== Segment start ==

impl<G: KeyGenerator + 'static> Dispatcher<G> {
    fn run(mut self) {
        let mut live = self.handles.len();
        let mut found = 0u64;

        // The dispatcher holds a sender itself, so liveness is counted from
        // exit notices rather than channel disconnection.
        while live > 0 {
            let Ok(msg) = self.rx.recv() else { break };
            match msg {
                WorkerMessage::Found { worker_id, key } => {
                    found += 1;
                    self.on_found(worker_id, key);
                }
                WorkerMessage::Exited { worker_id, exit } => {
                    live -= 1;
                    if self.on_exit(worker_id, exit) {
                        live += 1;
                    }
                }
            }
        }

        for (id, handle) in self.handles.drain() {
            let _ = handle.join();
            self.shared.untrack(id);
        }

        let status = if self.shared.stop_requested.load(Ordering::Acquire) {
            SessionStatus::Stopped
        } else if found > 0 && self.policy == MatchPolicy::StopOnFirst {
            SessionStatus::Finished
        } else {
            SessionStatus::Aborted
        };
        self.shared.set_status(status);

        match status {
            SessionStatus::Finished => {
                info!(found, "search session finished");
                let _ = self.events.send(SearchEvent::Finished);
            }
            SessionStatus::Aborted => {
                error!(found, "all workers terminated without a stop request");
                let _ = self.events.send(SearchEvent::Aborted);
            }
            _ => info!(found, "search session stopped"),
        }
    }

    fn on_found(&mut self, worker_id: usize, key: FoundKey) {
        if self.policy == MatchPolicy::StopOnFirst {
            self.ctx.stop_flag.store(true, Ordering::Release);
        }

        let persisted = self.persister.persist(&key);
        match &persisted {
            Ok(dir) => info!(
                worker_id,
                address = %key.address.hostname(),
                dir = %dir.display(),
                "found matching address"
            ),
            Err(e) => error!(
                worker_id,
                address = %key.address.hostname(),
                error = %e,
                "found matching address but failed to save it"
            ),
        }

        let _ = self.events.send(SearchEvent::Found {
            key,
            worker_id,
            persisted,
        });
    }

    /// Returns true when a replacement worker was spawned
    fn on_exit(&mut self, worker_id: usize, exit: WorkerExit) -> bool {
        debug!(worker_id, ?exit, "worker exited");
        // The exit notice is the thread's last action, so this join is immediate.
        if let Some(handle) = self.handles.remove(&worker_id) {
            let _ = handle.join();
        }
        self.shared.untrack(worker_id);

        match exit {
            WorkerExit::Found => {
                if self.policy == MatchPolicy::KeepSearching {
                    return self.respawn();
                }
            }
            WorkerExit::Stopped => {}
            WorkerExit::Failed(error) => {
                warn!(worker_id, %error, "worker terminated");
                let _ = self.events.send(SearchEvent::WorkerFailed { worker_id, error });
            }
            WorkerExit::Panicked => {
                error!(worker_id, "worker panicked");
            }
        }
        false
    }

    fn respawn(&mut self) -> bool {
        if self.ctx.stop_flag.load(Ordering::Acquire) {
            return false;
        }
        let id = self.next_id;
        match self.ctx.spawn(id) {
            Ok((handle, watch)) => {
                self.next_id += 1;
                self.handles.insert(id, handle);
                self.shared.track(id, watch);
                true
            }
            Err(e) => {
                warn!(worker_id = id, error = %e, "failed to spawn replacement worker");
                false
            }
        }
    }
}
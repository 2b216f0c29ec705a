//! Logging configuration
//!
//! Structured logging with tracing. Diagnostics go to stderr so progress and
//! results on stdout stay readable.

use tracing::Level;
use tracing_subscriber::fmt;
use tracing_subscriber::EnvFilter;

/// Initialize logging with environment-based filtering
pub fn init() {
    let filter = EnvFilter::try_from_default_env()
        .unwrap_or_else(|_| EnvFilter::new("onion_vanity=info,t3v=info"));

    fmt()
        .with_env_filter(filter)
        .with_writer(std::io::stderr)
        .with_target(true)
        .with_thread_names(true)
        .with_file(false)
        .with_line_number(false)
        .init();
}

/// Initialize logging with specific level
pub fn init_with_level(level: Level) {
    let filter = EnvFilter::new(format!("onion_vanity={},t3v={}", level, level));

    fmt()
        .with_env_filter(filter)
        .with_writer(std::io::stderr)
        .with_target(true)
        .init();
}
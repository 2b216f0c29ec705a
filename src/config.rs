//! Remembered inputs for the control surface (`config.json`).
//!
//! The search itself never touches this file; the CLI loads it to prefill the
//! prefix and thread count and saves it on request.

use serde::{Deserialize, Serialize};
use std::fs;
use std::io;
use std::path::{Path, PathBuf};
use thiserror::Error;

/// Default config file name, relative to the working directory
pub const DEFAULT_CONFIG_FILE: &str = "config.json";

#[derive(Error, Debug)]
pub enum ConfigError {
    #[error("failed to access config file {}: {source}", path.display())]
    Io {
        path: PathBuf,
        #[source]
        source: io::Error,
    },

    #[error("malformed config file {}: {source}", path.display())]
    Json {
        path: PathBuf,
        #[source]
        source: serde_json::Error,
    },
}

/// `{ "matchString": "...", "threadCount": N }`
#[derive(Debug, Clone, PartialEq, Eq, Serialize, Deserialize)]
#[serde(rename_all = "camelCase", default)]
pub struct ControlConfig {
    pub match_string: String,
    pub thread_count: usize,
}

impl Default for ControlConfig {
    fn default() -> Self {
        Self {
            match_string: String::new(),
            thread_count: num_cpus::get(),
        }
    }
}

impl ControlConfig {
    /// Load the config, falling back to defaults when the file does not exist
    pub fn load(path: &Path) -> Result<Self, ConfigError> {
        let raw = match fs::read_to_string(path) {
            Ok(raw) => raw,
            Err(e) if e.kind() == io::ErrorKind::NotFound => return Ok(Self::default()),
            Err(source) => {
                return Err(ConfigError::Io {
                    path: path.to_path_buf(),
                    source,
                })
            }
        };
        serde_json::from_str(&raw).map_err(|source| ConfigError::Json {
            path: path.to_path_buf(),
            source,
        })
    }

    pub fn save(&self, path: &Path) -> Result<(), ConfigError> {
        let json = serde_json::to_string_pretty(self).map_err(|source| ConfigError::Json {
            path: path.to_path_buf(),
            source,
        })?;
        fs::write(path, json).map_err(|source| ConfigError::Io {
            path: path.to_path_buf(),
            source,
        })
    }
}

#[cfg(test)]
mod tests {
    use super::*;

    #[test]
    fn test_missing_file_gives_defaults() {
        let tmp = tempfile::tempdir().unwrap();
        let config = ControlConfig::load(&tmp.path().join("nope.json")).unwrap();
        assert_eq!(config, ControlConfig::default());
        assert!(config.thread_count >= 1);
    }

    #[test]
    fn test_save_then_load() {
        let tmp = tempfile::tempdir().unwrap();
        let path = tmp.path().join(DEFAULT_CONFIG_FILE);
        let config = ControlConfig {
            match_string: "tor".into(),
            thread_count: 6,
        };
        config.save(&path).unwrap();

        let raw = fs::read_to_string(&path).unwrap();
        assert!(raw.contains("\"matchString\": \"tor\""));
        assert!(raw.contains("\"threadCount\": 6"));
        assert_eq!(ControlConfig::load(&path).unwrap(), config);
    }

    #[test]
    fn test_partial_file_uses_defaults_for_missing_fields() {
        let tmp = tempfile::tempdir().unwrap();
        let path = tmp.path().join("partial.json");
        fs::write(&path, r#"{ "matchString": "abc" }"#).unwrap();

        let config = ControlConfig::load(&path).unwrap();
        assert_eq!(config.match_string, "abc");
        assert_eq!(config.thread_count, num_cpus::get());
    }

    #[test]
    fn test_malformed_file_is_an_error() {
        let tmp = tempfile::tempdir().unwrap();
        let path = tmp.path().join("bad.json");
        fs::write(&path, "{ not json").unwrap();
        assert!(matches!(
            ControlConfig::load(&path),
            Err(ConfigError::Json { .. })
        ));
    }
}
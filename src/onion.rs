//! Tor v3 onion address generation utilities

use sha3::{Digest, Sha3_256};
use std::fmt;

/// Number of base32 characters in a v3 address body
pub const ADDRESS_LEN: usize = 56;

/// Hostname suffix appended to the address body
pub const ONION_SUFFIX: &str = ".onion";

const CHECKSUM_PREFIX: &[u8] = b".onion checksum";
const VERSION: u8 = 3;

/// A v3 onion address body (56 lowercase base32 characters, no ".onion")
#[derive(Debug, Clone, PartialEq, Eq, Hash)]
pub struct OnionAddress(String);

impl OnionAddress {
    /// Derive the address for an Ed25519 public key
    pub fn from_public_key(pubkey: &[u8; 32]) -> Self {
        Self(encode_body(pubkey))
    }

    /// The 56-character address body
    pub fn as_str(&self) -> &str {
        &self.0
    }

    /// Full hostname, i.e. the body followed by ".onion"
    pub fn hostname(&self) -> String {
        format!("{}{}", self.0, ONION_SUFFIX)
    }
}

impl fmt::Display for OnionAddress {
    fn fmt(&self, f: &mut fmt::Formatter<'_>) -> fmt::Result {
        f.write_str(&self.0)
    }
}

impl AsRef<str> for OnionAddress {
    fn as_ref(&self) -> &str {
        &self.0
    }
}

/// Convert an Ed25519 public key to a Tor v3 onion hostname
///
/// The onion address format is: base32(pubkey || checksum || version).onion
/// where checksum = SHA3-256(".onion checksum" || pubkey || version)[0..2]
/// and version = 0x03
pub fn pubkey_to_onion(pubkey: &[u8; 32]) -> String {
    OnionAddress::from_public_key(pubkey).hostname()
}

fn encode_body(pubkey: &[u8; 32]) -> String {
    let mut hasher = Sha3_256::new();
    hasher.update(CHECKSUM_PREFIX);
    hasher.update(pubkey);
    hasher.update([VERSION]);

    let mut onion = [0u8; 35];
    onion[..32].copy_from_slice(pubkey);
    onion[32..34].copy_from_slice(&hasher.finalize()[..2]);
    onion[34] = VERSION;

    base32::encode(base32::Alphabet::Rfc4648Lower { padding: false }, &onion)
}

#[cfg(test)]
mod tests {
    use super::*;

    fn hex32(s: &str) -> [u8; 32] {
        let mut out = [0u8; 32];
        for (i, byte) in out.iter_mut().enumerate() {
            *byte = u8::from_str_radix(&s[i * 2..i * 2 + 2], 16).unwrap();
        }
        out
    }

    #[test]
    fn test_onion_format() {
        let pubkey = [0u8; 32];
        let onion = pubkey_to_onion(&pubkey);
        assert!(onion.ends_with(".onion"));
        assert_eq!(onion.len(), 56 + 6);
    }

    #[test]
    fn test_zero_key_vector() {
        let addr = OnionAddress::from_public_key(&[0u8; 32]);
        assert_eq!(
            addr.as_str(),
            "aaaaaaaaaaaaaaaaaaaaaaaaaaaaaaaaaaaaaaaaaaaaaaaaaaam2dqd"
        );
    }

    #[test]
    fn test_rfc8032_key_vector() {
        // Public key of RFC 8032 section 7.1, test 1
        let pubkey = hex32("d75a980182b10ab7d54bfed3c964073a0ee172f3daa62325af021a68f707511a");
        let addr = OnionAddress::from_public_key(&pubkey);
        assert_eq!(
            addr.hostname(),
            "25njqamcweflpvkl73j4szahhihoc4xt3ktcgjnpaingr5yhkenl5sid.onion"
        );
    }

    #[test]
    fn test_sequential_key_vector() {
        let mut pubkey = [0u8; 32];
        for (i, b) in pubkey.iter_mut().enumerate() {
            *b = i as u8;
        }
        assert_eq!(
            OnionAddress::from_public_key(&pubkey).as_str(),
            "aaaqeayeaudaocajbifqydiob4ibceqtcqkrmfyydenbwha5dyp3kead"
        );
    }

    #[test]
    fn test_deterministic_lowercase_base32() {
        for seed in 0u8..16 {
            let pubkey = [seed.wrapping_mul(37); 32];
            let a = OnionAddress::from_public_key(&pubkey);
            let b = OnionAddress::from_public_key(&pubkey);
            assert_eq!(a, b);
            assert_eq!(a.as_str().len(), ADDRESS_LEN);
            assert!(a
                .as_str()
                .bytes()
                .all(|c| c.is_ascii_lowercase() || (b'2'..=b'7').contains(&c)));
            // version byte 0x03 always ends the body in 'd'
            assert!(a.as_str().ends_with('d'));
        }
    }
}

== Segment end ==

** THE TASK **
Your answer must consist solely of the lines from the top of the entries above through the line containing "if self.on_exit(worker_id, exit)", copied exactly, both ends included.

** RESPONSE **
impl<G: KeyGenerator + 'static> Dispatcher<G> {
    fn run(mut self) {
        let mut live = self.handles.len();
        let mut found = 0u64;

        // The dispatcher holds a sender itself, so liveness is counted from
        // exit notices rather than channel disconnection.
        while live > 0 {
            let Ok(msg) = self.rx.recv() else { break };
            match msg {
                WorkerMessage::Found { worker_id, key } => {
                    found += 1;
                    self.on_found(worker_id, key);
                }
                WorkerMessage::Exited { worker_id, exit } => {
                    live -= 1;
                    if self.on_exit(worker_id, exit) {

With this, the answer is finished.